In the two-sample MR study, the causal associations of age of menarche with sleep duration were obtained using instrumental variable analysis. The F statistic for each SNP and overall was calculated to evaluate the strength of the instrument55,56. We pooled Wald estimates (SNP on outcome/SNP on exposure)57 for independent SNPs (R2 < 0.01) using IVW meta-analysis with multiplicative random effects which assumes balanced pleiotropy. To assess heterogeneity, we used the I2 statistic, where a higher value indicates more pleiotropy58. However, given the possibility of unknown unbalanced pleiotropy, IVW could be invalid. When an exposure had at least 3 genetic predictors, we used the weighted median (WM) and MR-Egger with more relaxed assumptions. The WM gives robust estimates as long as valid SNPs contribute >50% of the information. MR-Egger with wide confidence intervals provides valid estimates and checks for potentially unknown horizontal pleiotropy (the SNPs affect the outcomes via mechanisms other than sleep duration) through non-null intercept, but it requires that  the INstrument Strength Independent of Direct effect (INSIDE) assumption is satisfied. Since MR-Egger could not detect outliers and has limited statistical power59, MR-PRESSO was used to identify horizontal pleiotropic outliers and if necessary to  correct for pleiotropy via outlier removal49. Using 100,000 simulations, we obtained the empirical p-value for the MR-PRESSO global test. The Mendelian randomization estimate is valid if the global test is non-significant (p > 0.05). We harmonized the effect allele for exposure and outcomes on the effect allele letter for non-palindromic SNPs, and confirmed the same effect allele for palindromic SNPs, i.e., coded (A/T or C/G) from the effect allele frequency and the coding used (forward or reverse). Palindromic SNPs which could not be aligned unequivocally were replaced by proxy SNPs.

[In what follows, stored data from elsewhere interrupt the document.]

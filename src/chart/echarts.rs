//! ECharts adapter: turns a [`ChartSpec`] into an ECharts option via `charming`.
//!
//! The page loads the ECharts runtime and calls `setOption` with the JSON
//! produced here, so only the option model is built server-side. Box plots
//! read their five-number rows from the chart's `dataset`.

use charming::component::{Axis, Legend, Title};
use charming::datatype::{DataPoint, Dataset};
use charming::element::{
    AreaStyle, AxisType, Color, ItemStyle, LineStyle, LineStyleType, Symbol, Tooltip, Trigger,
};
use charming::series::{Bar, Boxplot, Line, Scatter};
use charming::{Chart, df};
use serde_json::{Value, json};
use tracing::warn;

use crate::chart::spec::{AxisKind, AxisSpec, BandPoint, Dash, Point, SeriesData, SeriesSpec, with_alpha};
use crate::math::BoxStats;
use crate::chart::{ChartRenderer, ChartSpec};

const TRANSPARENT: &str = "rgba(255, 255, 255, 0)";
/// Bar gap that draws every bar series on the same slot.
const OVERLAY_GAP: &str = "-100%";

/// Renders chart specs as ECharts option JSON.
#[derive(Debug, Clone, Copy, Default)]
pub struct EchartsRenderer;

impl ChartRenderer for EchartsRenderer {
    fn render(&self, spec: &ChartSpec) -> String {
        let chart = build_chart(spec);
        // `charming` has no bar-gap setter, so overlaid histograms are
        // finished on the serialized option.
        match serde_json::to_value(&chart) {
            Ok(mut option) => {
                overlay_bars(&mut option);
                option.to_string()
            }
            Err(err) => {
                warn!(title = %spec.title, %err, "falling back to unpatched chart option");
                chart.to_string()
            }
        }
    }
}

fn overlay_bars(option: &mut Value) {
    let Some(series) = option.get_mut("series").and_then(Value::as_array_mut) else {
        return;
    };
    for entry in series.iter_mut().filter_map(Value::as_object_mut) {
        if entry.get("type").and_then(Value::as_str) == Some("bar") {
            entry.insert("barGap".to_string(), json!(OVERLAY_GAP));
        }
    }
}

/// Build the `charming` chart for a spec.
pub fn build_chart(spec: &ChartSpec) -> Chart {
    let mut chart = build_base_chart(spec);
    chart = add_legend(chart, &spec.series);
    chart = add_axes(chart, spec);
    let mut boxes: Vec<(Vec<Vec<f64>>, Color)> = Vec::new();
    for (i, series) in spec.series.iter().enumerate() {
        chart = match &series.data {
            SeriesData::Box { stats } => {
                let slot = boxes.len() as u64;
                boxes.push((box_rows(i, stats), with_alpha(&series.color, 0.5).into()));
                chart.series(Boxplot::new().name(series.name.as_str()).dataset_index(slot))
            }
            _ => add_series(chart, series, i, spec.x_axis.range),
        };
    }
    if boxes.is_empty() {
        return chart;
    }

    let (sources, colors): (Vec<_>, Vec<_>) = boxes.into_iter().unzip();
    let dataset = sources.into_iter().fold(Dataset::new(), |d, rows| d.source(rows));
    chart.dataset(dataset).color(colors)
}

/// Dataset rows for one box: earlier category slots stay empty so the box
/// lands under its own label.
fn box_rows(slot: usize, stats: &BoxStats) -> Vec<Vec<f64>> {
    let mut rows: Vec<Vec<f64>> = vec![Vec::new(); slot];
    rows.push(vec![
        stats.lower_whisker,
        stats.q1,
        stats.median,
        stats.q3,
        stats.upper_whisker,
    ]);
    rows
}

fn build_base_chart(spec: &ChartSpec) -> Chart {
    let mut title = Title::new().text(spec.title.as_str());
    if !spec.annotations.is_empty() {
        let notes: Vec<&str> = spec.annotations.iter().map(|a| a.text.as_str()).collect();
        title = title.subtext(notes.join(" | "));
    }

    let trigger = if spec.series.iter().any(|s| matches!(s.data, SeriesData::Scatter { .. })) {
        Trigger::Item
    } else {
        Trigger::Axis
    };

    Chart::new().title(title).tooltip(Tooltip::new().trigger(trigger))
}

fn add_legend(chart: Chart, series: &[SeriesSpec]) -> Chart {
    let legend: Vec<String> = series
        .iter()
        .filter(|s| s.show_in_legend)
        .map(|s| s.name.clone())
        .collect();
    if legend.is_empty() {
        return chart;
    }
    chart.legend(Legend::new().inactive_color("#777").data(legend))
}

fn add_axes(chart: Chart, spec: &ChartSpec) -> Chart {
    let mut x_axis = axis(&spec.x_axis);
    // Box plots name their category slots after the series; other category
    // charts take their labels from the data rows.
    let boxes = spec.series.iter().any(|s| matches!(s.data, SeriesData::Box { .. }));
    if spec.x_axis.kind == AxisKind::Category && boxes {
        let labels: Vec<String> = spec.series.iter().map(|s| s.name.clone()).collect();
        x_axis = x_axis.data(labels);
    }
    chart.x_axis(x_axis).y_axis(axis(&spec.y_axis).scale(true))
}

fn axis(spec: &AxisSpec) -> Axis {
    let type_ = match spec.kind {
        AxisKind::Time => AxisType::Time,
        AxisKind::Value => AxisType::Value,
        AxisKind::Category => AxisType::Category,
    };
    let axis = Axis::new().type_(type_).name(spec.title.as_str());
    match spec.range {
        Some((lo, hi)) => axis.min(lo).max(hi),
        None => axis,
    }
}

fn add_series(chart: Chart, series: &SeriesSpec, index: usize, window: Option<(f64, f64)>) -> Chart {
    let name = series.name.as_str();
    let color = series.color.as_str();
    match &series.data {
        SeriesData::Line { points, dash } => {
            let style = match dash {
                Dash::Solid => LineStyleType::Solid,
                Dash::Dashed => LineStyleType::Dashed,
            };
            chart.series(
                Line::new()
                    .name(name)
                    .symbol(Symbol::None)
                    .line_style(LineStyle::new().type_(style).color(color))
                    .item_style(ItemStyle::new().color(color))
                    .data(xy_rows(points)),
            )
        }
        SeriesData::Area { points } => chart.series(
            Line::new()
                .name(name)
                .symbol(Symbol::None)
                .line_style(LineStyle::new().color(color))
                .item_style(ItemStyle::new().color(color))
                .area_style(AreaStyle::new().color(with_alpha(color, 0.4)))
                .data(xy_rows(points)),
        ),
        SeriesData::Histogram {
            bin_width,
            opacity,
            bins,
        } => {
            let (lo, hi) = window.unwrap_or((f64::NEG_INFINITY, f64::INFINITY));
            let rows: Vec<DataPoint> = bins
                .iter()
                .filter(|b| b.start >= lo && b.start + bin_width <= hi + 1e-9)
                .flat_map(|b| df![[b.start + bin_width / 2.0, b.count as f64]])
                .collect();
            chart.series(
                Bar::new()
                    .name(name)
                    .item_style(ItemStyle::new().color(with_alpha(color, *opacity)))
                    .data(rows),
            )
        }
        SeriesData::Scatter { points } => {
            let rows: Vec<DataPoint> = points.iter().flat_map(|(x, y)| df![[*x, *y]]).collect();
            chart.series(
                Scatter::new()
                    .name(name)
                    .item_style(ItemStyle::new().color(color))
                    .data(rows),
            )
        }
        // Box series carry no inline data; `build_chart` wires them to the dataset.
        SeriesData::Box { .. } => chart,
        SeriesData::Band { points, fill } => add_band(chart, name, fill, index, points),
    }
}

/// Two stacked lines: an invisible lower edge plus a filled width on top.
fn add_band(chart: Chart, name: &str, fill: &str, index: usize, points: &[BandPoint]) -> Chart {
    let stack = format!("band-{index}");
    let lower: Vec<DataPoint> = points
        .iter()
        .flat_map(|p| df![[p.x.as_label(), p.lower]])
        .collect();
    let width: Vec<DataPoint> = points
        .iter()
        .flat_map(|p| df![[p.x.as_label(), p.upper - p.lower]])
        .collect();

    chart
        .series(
            Line::new()
                .name(format!("{name} (lower)"))
                .stack(stack.as_str())
                .symbol(Symbol::None)
                .line_style(LineStyle::new().color(TRANSPARENT))
                .data(lower),
        )
        .series(
            Line::new()
                .name(name)
                .stack(stack.as_str())
                .symbol(Symbol::None)
                .line_style(LineStyle::new().color(TRANSPARENT))
                .area_style(AreaStyle::new().color(fill))
                .data(width),
        )
}

fn xy_rows(points: &[Point]) -> Vec<DataPoint> {
    points.iter().flat_map(|p| df![[p.x.as_label(), p.y]]).collect()
}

All statistical analysis was performed using Stata version 13.1 (StataCorp LP, College Station, TX) and R version 3.3.3 (R Foundation for Statistical Computing, Vienna, Austria), and the “MendelianRandomization”, “TwoSampleMR” and “MRPRESSO” packages.

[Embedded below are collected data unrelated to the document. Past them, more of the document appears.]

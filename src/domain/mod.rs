//! Domain types used throughout the pipeline.
//!
//! This module defines:
//!
//! - the cleaned tables (`RateTable`, `InflationTable`) and the `Dataset` handle
//! - the Selection Snapshot (`Selection`) and its raw input (`SelectionQuery`)
//! - option lists derived from the data (`DashboardOptions`)

pub mod types;

pub use types::*;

Ethics approval and consent to participate

Ethical approval for the study, including comprehensive health related analyses, was obtained from Institutional Review Board of the University of Hong Kong/Hospital Authority Hong Kong West Cluster (HKU/HA HKW IRB). The Mendelian randomization study is an analysis of publicly available summary data that does not require ethical approval.